Start of Block

//! StarkNet Keccak
//!
//! Keccak256 해시를 250비트로 잘라 필드 원소로 만드는 `starknet_keccak` 과
//! 함수 이름으로부터 엔트리 포인트 선택자를 계산하는 기능을 제공합니다.

use super::field::FieldElement;
use num_bigint::BigUint;
use sha3::{Digest, Keccak256};

/// 데이터의 Keccak256 해시를 계산합니다.
///
/// # Arguments
///
/// * `data` - 해시할 데이터
///
/// # Returns
///
/// 32바이트 해시 값
pub fn keccak256(data: &[u8]) -> [u8; 32] {
    let mut hasher = Keccak256::new();
    hasher.update(data);
    hasher.finalize().into()
}

/// Keccak256 해시의 하위 250비트
///
/// 2^250 < p 이므로 결과는 항상 유효한 필드 원소입니다.
///
/// # Example
///
/// ```rust
/// use stark_typed_sign::crypto::starknet::starknet_keccak;
///
/// let hash = starknet_keccak(b"transfer");
/// assert!(hash.bits() <= 250);
/// ```
pub fn starknet_keccak(data: &[u8]) -> FieldElement {
    let mut hash = keccak256(data);
    hash[0] &= 0x03;
    FieldElement::from_biguint_unchecked(BigUint::from_bytes_be(&hash))
}

/// 함수 이름의 엔트리 포인트 선택자
pub fn selector_from_name(name: &str) -> FieldElement {
    starknet_keccak(name.as_bytes())
}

End of Block

> [Assignment] Produce a verbatim copy of the lines from the one holding "해시의 하위 250비트" to the final line of the data, and nothing more.

> [Task result]
/// Keccak256 해시의 하위 250비트
///
/// 2^250 < p 이므로 결과는 항상 유효한 필드 원소입니다.
///
/// # Example
///
/// ```rust
/// use stark_typed_sign::crypto::starknet::starknet_keccak;
///
/// let hash = starknet_keccak(b"transfer");
/// assert!(hash.bits() <= 250);
/// ```
pub fn starknet_keccak(data: &[u8]) -> FieldElement {
    let mut hash = keccak256(data);
    hash[0] &= 0x03;
    FieldElement::from_biguint_unchecked(BigUint::from_bytes_be(&hash))
}

/// 함수 이름의 엔트리 포인트 선택자
pub fn selector_from_name(name: &str) -> FieldElement {
    starknet_keccak(name.as_bytes())
}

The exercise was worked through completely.